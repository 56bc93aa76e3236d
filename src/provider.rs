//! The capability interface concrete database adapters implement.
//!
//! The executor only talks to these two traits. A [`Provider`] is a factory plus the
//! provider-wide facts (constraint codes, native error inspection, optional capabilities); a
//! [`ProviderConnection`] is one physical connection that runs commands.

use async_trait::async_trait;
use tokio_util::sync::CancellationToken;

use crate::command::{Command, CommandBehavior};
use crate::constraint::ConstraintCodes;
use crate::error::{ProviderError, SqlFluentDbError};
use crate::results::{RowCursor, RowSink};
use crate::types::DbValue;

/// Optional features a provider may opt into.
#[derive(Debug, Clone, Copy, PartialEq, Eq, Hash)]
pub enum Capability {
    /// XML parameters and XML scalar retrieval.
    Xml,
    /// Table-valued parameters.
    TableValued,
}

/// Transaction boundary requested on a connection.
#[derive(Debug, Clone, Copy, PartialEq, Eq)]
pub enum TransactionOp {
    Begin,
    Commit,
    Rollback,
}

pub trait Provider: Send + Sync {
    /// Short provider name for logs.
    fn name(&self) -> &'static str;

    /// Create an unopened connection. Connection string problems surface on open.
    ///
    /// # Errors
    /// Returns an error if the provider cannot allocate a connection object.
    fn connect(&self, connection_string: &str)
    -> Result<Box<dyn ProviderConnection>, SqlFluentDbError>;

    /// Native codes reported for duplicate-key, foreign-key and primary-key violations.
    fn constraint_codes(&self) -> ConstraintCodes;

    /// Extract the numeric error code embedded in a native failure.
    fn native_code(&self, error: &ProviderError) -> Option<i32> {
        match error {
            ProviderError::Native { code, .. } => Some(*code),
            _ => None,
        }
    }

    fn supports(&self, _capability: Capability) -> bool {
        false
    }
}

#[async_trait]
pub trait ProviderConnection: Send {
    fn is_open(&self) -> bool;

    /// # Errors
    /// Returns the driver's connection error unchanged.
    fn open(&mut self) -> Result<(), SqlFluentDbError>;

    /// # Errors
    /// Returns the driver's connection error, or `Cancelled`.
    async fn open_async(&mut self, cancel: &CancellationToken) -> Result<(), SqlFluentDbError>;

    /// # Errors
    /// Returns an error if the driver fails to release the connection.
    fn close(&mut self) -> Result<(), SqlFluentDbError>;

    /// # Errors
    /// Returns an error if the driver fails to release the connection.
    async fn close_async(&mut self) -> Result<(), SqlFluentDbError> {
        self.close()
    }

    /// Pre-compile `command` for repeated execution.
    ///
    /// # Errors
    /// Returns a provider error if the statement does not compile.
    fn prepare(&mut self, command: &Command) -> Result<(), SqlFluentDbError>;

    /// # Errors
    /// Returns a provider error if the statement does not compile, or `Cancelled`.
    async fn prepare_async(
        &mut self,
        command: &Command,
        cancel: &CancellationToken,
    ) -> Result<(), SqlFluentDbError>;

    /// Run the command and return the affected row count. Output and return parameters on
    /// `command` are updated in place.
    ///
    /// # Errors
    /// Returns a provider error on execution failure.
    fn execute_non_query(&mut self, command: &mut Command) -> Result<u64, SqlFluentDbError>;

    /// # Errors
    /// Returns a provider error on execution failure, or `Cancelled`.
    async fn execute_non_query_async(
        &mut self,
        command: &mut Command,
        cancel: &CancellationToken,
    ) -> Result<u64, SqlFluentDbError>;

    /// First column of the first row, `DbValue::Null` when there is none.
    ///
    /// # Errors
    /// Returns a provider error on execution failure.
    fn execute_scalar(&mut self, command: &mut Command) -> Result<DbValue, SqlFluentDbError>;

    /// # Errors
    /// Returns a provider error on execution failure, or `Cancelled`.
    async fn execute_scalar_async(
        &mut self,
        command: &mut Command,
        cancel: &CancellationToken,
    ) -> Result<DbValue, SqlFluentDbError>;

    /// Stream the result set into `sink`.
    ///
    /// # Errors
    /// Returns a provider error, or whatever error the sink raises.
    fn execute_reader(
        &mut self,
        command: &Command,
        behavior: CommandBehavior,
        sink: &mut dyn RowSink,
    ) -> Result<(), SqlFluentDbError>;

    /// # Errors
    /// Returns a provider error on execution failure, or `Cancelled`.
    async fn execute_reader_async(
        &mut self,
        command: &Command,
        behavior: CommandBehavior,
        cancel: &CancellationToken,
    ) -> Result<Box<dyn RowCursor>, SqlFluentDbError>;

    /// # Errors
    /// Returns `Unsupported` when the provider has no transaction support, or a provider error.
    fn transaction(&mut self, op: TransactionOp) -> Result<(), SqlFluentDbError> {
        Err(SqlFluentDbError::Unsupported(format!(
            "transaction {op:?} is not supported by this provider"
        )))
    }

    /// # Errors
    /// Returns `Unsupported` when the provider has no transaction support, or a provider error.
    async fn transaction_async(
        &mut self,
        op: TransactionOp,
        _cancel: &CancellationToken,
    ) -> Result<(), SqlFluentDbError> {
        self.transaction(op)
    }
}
......
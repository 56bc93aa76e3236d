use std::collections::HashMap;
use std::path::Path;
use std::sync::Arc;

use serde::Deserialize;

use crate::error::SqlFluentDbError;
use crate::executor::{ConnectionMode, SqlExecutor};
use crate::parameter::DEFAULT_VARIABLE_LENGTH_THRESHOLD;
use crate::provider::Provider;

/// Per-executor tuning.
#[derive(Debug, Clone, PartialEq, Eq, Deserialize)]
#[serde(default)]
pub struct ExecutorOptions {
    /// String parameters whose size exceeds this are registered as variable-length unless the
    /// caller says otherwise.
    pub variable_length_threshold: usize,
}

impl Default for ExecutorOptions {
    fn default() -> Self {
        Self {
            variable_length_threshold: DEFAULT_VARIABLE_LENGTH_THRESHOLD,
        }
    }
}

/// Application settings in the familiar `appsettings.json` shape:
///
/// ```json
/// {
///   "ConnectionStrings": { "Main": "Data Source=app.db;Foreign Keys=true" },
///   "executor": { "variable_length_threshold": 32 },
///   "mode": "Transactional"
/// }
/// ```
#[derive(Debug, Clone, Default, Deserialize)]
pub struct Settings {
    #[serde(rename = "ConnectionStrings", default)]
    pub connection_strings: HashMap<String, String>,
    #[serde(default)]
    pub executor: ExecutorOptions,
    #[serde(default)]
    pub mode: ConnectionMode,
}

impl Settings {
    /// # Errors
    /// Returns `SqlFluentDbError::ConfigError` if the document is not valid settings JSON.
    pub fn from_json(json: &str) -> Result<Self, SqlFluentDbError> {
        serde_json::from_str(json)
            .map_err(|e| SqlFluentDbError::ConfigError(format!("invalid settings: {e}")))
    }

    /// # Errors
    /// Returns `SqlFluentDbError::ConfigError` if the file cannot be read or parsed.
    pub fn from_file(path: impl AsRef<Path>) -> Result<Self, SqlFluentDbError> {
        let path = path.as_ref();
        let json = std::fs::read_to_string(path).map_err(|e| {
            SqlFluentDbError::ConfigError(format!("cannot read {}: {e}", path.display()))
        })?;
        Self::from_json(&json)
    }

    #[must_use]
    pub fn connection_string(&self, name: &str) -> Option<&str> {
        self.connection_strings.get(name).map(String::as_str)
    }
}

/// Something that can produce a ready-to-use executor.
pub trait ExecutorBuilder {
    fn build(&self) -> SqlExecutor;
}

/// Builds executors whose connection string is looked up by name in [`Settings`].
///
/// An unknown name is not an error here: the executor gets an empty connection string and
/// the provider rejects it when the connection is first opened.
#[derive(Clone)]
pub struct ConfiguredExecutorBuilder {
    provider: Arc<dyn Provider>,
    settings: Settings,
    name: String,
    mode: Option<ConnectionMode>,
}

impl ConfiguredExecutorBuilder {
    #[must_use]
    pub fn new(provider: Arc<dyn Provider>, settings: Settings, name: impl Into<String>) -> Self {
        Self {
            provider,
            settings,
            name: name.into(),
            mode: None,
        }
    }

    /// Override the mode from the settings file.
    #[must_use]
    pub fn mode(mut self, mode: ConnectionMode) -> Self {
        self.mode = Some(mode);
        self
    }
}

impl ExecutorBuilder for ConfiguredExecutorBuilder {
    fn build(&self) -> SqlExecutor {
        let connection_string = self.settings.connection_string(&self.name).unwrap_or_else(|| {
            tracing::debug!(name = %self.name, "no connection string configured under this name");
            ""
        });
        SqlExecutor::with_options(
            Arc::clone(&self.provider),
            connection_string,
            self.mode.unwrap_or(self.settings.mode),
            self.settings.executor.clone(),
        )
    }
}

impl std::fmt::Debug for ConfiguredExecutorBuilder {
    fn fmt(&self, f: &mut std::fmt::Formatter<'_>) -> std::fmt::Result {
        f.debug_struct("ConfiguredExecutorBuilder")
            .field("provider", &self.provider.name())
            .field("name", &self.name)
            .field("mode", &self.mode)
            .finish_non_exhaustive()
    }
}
......
# ACTIVITY
Filter the data down to the lines that contain the string "first", and copy them.

# WRITTEN ANSWER
    /// First column of the first row, `DbValue::Null` when there is none.
/// the provider rejects it when the connection is first opened.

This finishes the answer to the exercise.